_WHAT IS BEING ASKED_
Show every line from the data below that includes "CommandConfig".

· · · · ·

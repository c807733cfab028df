//! Runtime configuration loader.

use crate::error::ConfigError;
use capflow_core::{BoundedLoopOptions, ModelConfig};
use serde::{Deserialize, Serialize};
use std::path::Path;

#[derive(Debug, Clone, Serialize, Deserialize, PartialEq)]
#[serde(default)]
pub struct PlannerConfig {
    pub max_tasks: usize,
    pub temperature: f32,
}

impl Default for PlannerConfig {
    fn default() -> Self {
        Self {
            max_tasks: 6,
            temperature: 0.1,
        }
    }
}

#[derive(Debug, Clone, Serialize, Deserialize, PartialEq)]
#[serde(default)]
pub struct RetrievalConfig {
    /// Tool-use rounds before the judgement is forced.
    pub max_rounds: u32,
    /// Dispatches of one retrieval task before it fails.
    pub max_attempts: u32,
    pub top_k: usize,
    pub loop_timeout_ms: u64,
}

impl Default for RetrievalConfig {
    fn default() -> Self {
        Self {
            max_rounds: 3,
            max_attempts: 2,
            top_k: 8,
            loop_timeout_ms: 60_000,
        }
    }
}

impl RetrievalConfig {
    pub fn loop_options(&self) -> BoundedLoopOptions {
        BoundedLoopOptions::new(self.max_rounds, self.loop_timeout_ms)
    }
}

#[derive(Debug, Clone, Serialize, Deserialize, PartialEq)]
#[serde(default)]
pub struct CommandConfig {
    pub max_steps: u32,
    pub loop_timeout_ms: u64,
    pub command_timeout_ms: u64,
    pub max_output_bytes: usize,
}

impl Default for CommandConfig {
    fn default() -> Self {
        Self {
            max_steps: 12,
            loop_timeout_ms: 180_000,
            command_timeout_ms: 60_000,
            max_output_bytes: 64 * 1024,
        }
    }
}

impl CommandConfig {
    pub fn loop_options(&self) -> BoundedLoopOptions {
        BoundedLoopOptions::new(self.max_steps, self.loop_timeout_ms)
    }
}

#[derive(Debug, Clone, Serialize, Deserialize, PartialEq)]
#[serde(default)]
pub struct DocumentConfig {
    pub max_steps: u32,
    pub loop_timeout_ms: u64,
    pub preview_chars: usize,
    pub extension: String,
}

impl Default for DocumentConfig {
    fn default() -> Self {
        Self {
            max_steps: 10,
            loop_timeout_ms: 120_000,
            preview_chars: 800,
            extension: "docx".to_string(),
        }
    }
}

impl DocumentConfig {
    pub fn loop_options(&self) -> BoundedLoopOptions {
        BoundedLoopOptions::new(self.max_steps, self.loop_timeout_ms)
    }
}

#[derive(Debug, Clone, Serialize, Deserialize, PartialEq)]
#[serde(default)]
pub struct GraphConfig {
    /// Host/capability iterations before a run is aborted.
    pub max_steps: u32,
}

impl Default for GraphConfig {
    fn default() -> Self {
        Self { max_steps: 64 }
    }
}

#[derive(Debug, Clone, Serialize, Deserialize, PartialEq)]
#[serde(default)]
pub struct HistoryConfig {
    pub max_messages: usize,
}

impl Default for HistoryConfig {
    fn default() -> Self {
        Self { max_messages: 12 }
    }
}

#[derive(Debug, Clone, Serialize, Deserialize, PartialEq)]
#[serde(default)]
pub struct ModelSettings {
    pub base_url: String,
    pub model: String,
    /// Environment variable holding the API key, if any.
    pub api_key_env: String,
    pub temperature: f32,
}

impl Default for ModelSettings {
    fn default() -> Self {
        Self {
            base_url: "http://localhost:11434/v1".to_string(),
            model: "llama3.1".to_string(),
            api_key_env: "CAPFLOW_API_KEY".to_string(),
            temperature: 0.2,
        }
    }
}

impl ModelSettings {
    pub fn api_key(&self) -> Option<String> {
        if self.api_key_env.trim().is_empty() {
            return None;
        }
        std::env::var(&self.api_key_env)
            .ok()
            .filter(|key| !key.trim().is_empty())
    }

    pub fn model_config(&self) -> ModelConfig {
        ModelConfig {
            provider: "openai_compatible".to_string(),
            model: self.model.clone(),
            temperature: self.temperature,
        }
    }
}

#[derive(Debug, Clone, Default, Serialize, Deserialize, PartialEq)]
#[serde(default)]
pub struct RuntimeConfig {
    pub planner: PlannerConfig,
    pub retrieval: RetrievalConfig,
    pub command: CommandConfig,
    pub document: DocumentConfig,
    pub graph: GraphConfig,
    pub history: HistoryConfig,
    pub model: ModelSettings,
}

impl RuntimeConfig {
    pub fn validate(&self) -> Result<(), ConfigError> {
        let caps = [
            ("planner.max_tasks", self.planner.max_tasks as u64),
            ("retrieval.max_rounds", self.retrieval.max_rounds as u64),
            ("retrieval.max_attempts", self.retrieval.max_attempts as u64),
            ("retrieval.top_k", self.retrieval.top_k as u64),
            ("retrieval.loop_timeout_ms", self.retrieval.loop_timeout_ms),
            ("command.max_steps", self.command.max_steps as u64),
            ("command.loop_timeout_ms", self.command.loop_timeout_ms),
            ("command.command_timeout_ms", self.command.command_timeout_ms),
            ("command.max_output_bytes", self.command.max_output_bytes as u64),
            ("document.max_steps", self.document.max_steps as u64),
            ("document.loop_timeout_ms", self.document.loop_timeout_ms),
            ("graph.max_steps", self.graph.max_steps as u64),
        ];
        if let Some((name, _)) = caps.iter().find(|(_, value)| *value == 0) {
            return Err(ConfigError::Invalid(format!("{} must be greater than zero", name)));
        }
        if self.model.model.trim().is_empty() {
            return Err(ConfigError::Invalid("model.model must not be empty".to_string()));
        }
        if self.document.extension.trim().trim_start_matches('.').is_empty() {
            return Err(ConfigError::Invalid("document.extension must not be empty".to_string()));
        }
        Ok(())
    }

    /// `CAPFLOW_MODEL` and `CAPFLOW_BASE_URL` win over the file.
    pub fn apply_env_overrides(&mut self) {
        if let Some(model) = env_value("CAPFLOW_MODEL") {
            self.model.model = model;
        }
        if let Some(base_url) = env_value("CAPFLOW_BASE_URL") {
            self.model.base_url = base_url;
        }
    }
}

fn env_value(name: &str) -> Option<String> {
    std::env::var(name)
        .ok()
        .map(|v| v.trim().to_string())
        .filter(|v| !v.is_empty())
}

/// Load, apply environment overrides, and validate.
pub fn load_runtime_config(path: impl AsRef<Path>) -> Result<RuntimeConfig, ConfigError> {
    let path = path.as_ref();
    if !path.exists() {
        return Err(ConfigError::NotFound(path.display().to_string()));
    }

    let content = std::fs::read_to_string(path)?;
    let mut config: RuntimeConfig = if content.trim().is_empty() {
        RuntimeConfig::default()
    } else {
        serde_yaml::from_str(&content).map_err(|e| ConfigError::Parse(e.to_string()))?
    };

    config.apply_env_overrides();
    config.validate()?;
    Ok(config)
}

#[cfg(test)]
#[allow(clippy::unwrap_used, clippy::expect_used, clippy::panic)]
mod tests {
    use super::*;
    use std::fs;
    use tempfile::TempDir;

    #[test]
    fn test_partial_file_keeps_defaults() {
        let dir = TempDir::new().unwrap();
        let path = dir.path().join("capflow.yaml");
        fs::write(&path, "command:\n  max_steps: 4\ndocument:\n  extension: txt\n").unwrap();

        let config = load_runtime_config(&path).unwrap();
        assert_eq!(config.command.max_steps, 4);
        assert_eq!(config.command.command_timeout_ms, 60_000);
        assert_eq!(config.document.extension, "txt");
        assert_eq!(config.retrieval.max_rounds, 3);
    }

    #[test]
    fn test_empty_file_is_default() {
        let dir = TempDir::new().unwrap();
        let path = dir.path().join("capflow.yaml");
        fs::write(&path, "  \n").unwrap();
        let config = load_runtime_config(&path).unwrap();
        assert_eq!(config.graph.max_steps, 64);
    }

    #[test]
    fn test_zero_cap_rejected() {
        let dir = TempDir::new().unwrap();
        let path = dir.path().join("capflow.yaml");
        fs::write(&path, "retrieval:\n  max_rounds: 0\n").unwrap();

        match load_runtime_config(&path) {
            Err(ConfigError::Invalid(msg)) => assert!(msg.contains("retrieval.max_rounds")),
            other => panic!("Expected Invalid, got {:?}", other),
        }
    }

    #[test]
    fn test_missing_and_malformed() {
        assert!(matches!(
            load_runtime_config("/nonexistent/capflow.yaml"),
            Err(ConfigError::NotFound(_))
        ));

        let dir = TempDir::new().unwrap();
        let path = dir.path().join("capflow.yaml");
        fs::write(&path, "planner: [unclosed").unwrap();
        assert!(matches!(load_runtime_config(&path), Err(ConfigError::Parse(_))));
    }

    #[test]
    fn test_empty_model_rejected() {
        let mut config = RuntimeConfig::default();
        config.model.model = " ".into();
        assert!(config.validate().is_err());
    }
}
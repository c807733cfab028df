//! Bounded-loop executor.
//!
//! Runs a round function until it reports completion, the step cap is hit,
//! or the wall-clock budget is spent. The deadline is checked before a round
//! starts; a round already in flight always finishes.

use serde::{Deserialize, Serialize};
use std::future::Future;
use std::time::Duration;
use tokio::time::Instant;

#[derive(Debug, Clone, Copy, PartialEq, Eq)]
pub struct BoundedLoopOptions {
    pub max_steps: u32,
    pub timeout_ms: u64,
}

impl BoundedLoopOptions {
    pub fn new(max_steps: u32, timeout_ms: u64) -> Self {
        Self {
            max_steps,
            timeout_ms,
        }
    }
}

/// What a single round reports back.
#[derive(Debug, Clone, PartialEq)]
pub enum RoundOutcome<T> {
    Done(T),
    Continue,
}

#[derive(Debug, Clone, Copy, Serialize, Deserialize, PartialEq, Eq)]
#[serde(rename_all = "snake_case")]
pub enum LoopStopReason {
    Timeout,
    MaxSteps,
}

#[derive(Debug, Clone, PartialEq)]
pub enum BoundedLoopOutcome<T> {
    Completed { rounds: u32, value: T },
    Exhausted { rounds: u32, reason: LoopStopReason },
}

impl<T> BoundedLoopOutcome<T> {
    pub fn is_ok(&self) -> bool {
        matches!(self, BoundedLoopOutcome::Completed { .. })
    }

    pub fn rounds(&self) -> u32 {
        match self {
            BoundedLoopOutcome::Completed { rounds, .. }
            | BoundedLoopOutcome::Exhausted { rounds, .. } => *rounds,
        }
    }
}

/// Drive `on_round` under the given bounds.
///
/// Errors from the round function abort the loop immediately and are
/// returned as-is; this is how cancellation unwinds through it.
pub async fn run_bounded_loop<T, E, F, Fut>(
    options: BoundedLoopOptions,
    mut on_round: F,
) -> Result<BoundedLoopOutcome<T>, E>
where
    F: FnMut(u32) -> Fut,
    Fut: Future<Output = Result<RoundOutcome<T>, E>>,
{
    let started = Instant::now();
    let budget = Duration::from_millis(options.timeout_ms);
    let mut rounds = 0u32;

    while rounds < options.max_steps {
        if started.elapsed() > budget {
            tracing::debug!(rounds, "Bounded loop timed out");
            return Ok(BoundedLoopOutcome::Exhausted {
                rounds,
                reason: LoopStopReason::Timeout,
            });
        }

        let round_index = rounds;
        rounds += 1;
        if let RoundOutcome::Done(value) = on_round(round_index).await? {
            return Ok(BoundedLoopOutcome::Completed { rounds, value });
        }
    }

    tracing::debug!(rounds, "Bounded loop hit step cap");
    Ok(BoundedLoopOutcome::Exhausted {
        rounds,
        reason: LoopStopReason::MaxSteps,
    })
}
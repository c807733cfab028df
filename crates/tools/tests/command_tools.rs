#![allow(clippy::unwrap_used)]

mod common;

use capflow_core::{ArtifactOperation, ResultCode, RunEvent};
use capflow_tools::*;
use common::*;
use serde_json::json;

fn command_tool(h: &Harness, finish: FinishSlot) -> RunCommandTool {
    command_tool_with_timeout(h, finish, 5_000)
}

fn command_tool_with_timeout(h: &Harness, finish: FinishSlot, timeout_ms: u64) -> RunCommandTool {
    RunCommandTool::new(
        CommandToolConfig {
            task_id: "task-1".into(),
            workspace_root: h.root.clone(),
            default_cwd: h.root.clone(),
            command_timeout_ms: timeout_ms,
            max_output_bytes: 4096,
        },
        finish,
    )
}

#[tokio::test]
async fn test_redirect_creates_one_artifact() {
    let h = harness(true);
    let tool = command_tool(&h, FinishSlot::new());

    let result = tool
        .execute(&h.ctx, json!({"command": "printf 'hello' > hello.txt"}))
        .await
        .unwrap();

    assert!(result.success);
    let path = h.root.join("hello.txt");
    assert_eq!(std::fs::read_to_string(&path).unwrap(), "hello");
    assert_eq!(
        artifact_events(&h.events),
        vec![(path.display().to_string(), ArtifactOperation::Created)]
    );
    assert_eq!(h.gate.asked(), 1);
}

#[tokio::test]
async fn test_low_risk_command_needs_no_approval() {
    let h = harness(false);
    std::fs::write(h.root.join("notes.txt"), "a\nb\n").unwrap();
    let tool = command_tool(&h, FinishSlot::new());

    let result = tool
        .execute(&h.ctx, json!({"command": "wc -l notes.txt"}))
        .await
        .unwrap();

    assert!(result.success);
    assert_eq!(result.output["stdout"].as_str().unwrap().trim(), "2 notes.txt");
    assert_eq!(h.gate.asked(), 0);
    assert_eq!(
        h.events.kinds(),
        vec!["command_step_started", "command_step_result"]
    );
}

#[tokio::test]
async fn test_denied_command_is_never_spawned() {
    let h = harness(false);
    let finish = FinishSlot::new();
    let tool = command_tool(&h, finish.clone());

    let result = tool
        .execute(&h.ctx, json!({"command": "touch created.txt"}))
        .await
        .unwrap();

    assert!(!result.success);
    assert_eq!(result.code, Some(ResultCode::ApprovalDenied));
    assert!(!h.root.join("created.txt").exists());
    assert_eq!(finish.get().unwrap().result_code, ResultCode::ApprovalDenied);
    assert!(!h.events.kinds().contains(&"command_step_started"));
}

#[tokio::test]
async fn test_boundary_violation_never_executes() {
    let h = harness(true);
    let tool = command_tool(&h, FinishSlot::new());

    for command in [
        "cat ../outside.txt",
        "ls /etc",
        "touch ~/x",
        "cat $HOME/.profile",
        "cat ${HOME}/.bashrc",
        "cc -o/etc/evil x.c",
    ] {
        let err = tool
            .execute(&h.ctx, json!({"command": command}))
            .await
            .unwrap_err();
        assert!(matches!(err, ToolError::Sandbox(_)), "{}", command);
    }
    assert_eq!(h.gate.asked(), 0);
    assert!(h
        .events
        .kinds()
        .iter()
        .all(|k| *k == "command_step_error"));
}

#[tokio::test]
async fn test_cwd_escape_is_rejected() {
    let h = harness(true);
    let tool = command_tool(&h, FinishSlot::new());

    let err = tool
        .execute(&h.ctx, json!({"command": "ls", "cwd": "/tmp"}))
        .await
        .unwrap_err();
    assert!(matches!(err, ToolError::Sandbox(_)));
}

#[tokio::test]
async fn test_timeout_is_reported_not_fatal() {
    let h = harness(true);
    let finish = FinishSlot::new();
    let tool = command_tool(&h, finish.clone());

    let result = tool
        .execute(&h.ctx, json!({"command": "sleep 5", "timeout_ms": 100}))
        .await
        .unwrap();

    assert!(!result.success);
    assert_eq!(result.output["timedOut"], json!(true));
    assert!(finish.get().is_none());

    let timed_out = h.events.events().into_iter().any(|e| {
        matches!(e.event, RunEvent::CommandStepResult { timed_out: true, .. })
    });
    assert!(timed_out);
}

#[tokio::test]
async fn test_requested_timeout_is_capped_by_config() {
    let h = harness(true);
    let tool = command_tool_with_timeout(&h, FinishSlot::new(), 200);

    let started = std::time::Instant::now();
    let result = tool
        .execute(&h.ctx, json!({"command": "sleep 5", "timeout_ms": 86_400_000}))
        .await
        .unwrap();

    assert!(!result.success);
    assert_eq!(result.output["timedOut"], json!(true));
    assert!(started.elapsed() < std::time::Duration::from_secs(4));
}

#[tokio::test]
async fn test_cancelled_context_rejects_tool_entry() {
    let h = harness(true);
    h.cancel.cancel();
    let tool = command_tool(&h, FinishSlot::new());

    let err = tool
        .execute(&h.ctx, json!({"command": "ls"}))
        .await
        .unwrap_err();
    assert!(err.is_cancelled());
    assert!(h.events.events().is_empty());
}

#[tokio::test]
async fn test_finish_tool_records_completion() {
    let h = harness(true);
    let slot = FinishSlot::new();
    let finish = FinishTool::new(slot.clone());

    finish
        .execute(&h.ctx, json!({"success": true, "summary": "listed files"}))
        .await
        .unwrap();
    let record = slot.get().unwrap();
    assert!(record.success);
    assert_eq!(record.result_code, ResultCode::Ok);

    let bad = FinishTool::new(FinishSlot::new())
        .execute(&h.ctx, json!({"success": true, "summary": "x", "result_code": "failed"}))
        .await;
    assert!(matches!(bad, Err(ToolError::Validation(_))));
}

· · · · ·

_RESPONSE FOR THIS EXERCISE_
pub struct CommandConfig {
impl Default for CommandConfig {
impl CommandConfig {
    pub command: CommandConfig,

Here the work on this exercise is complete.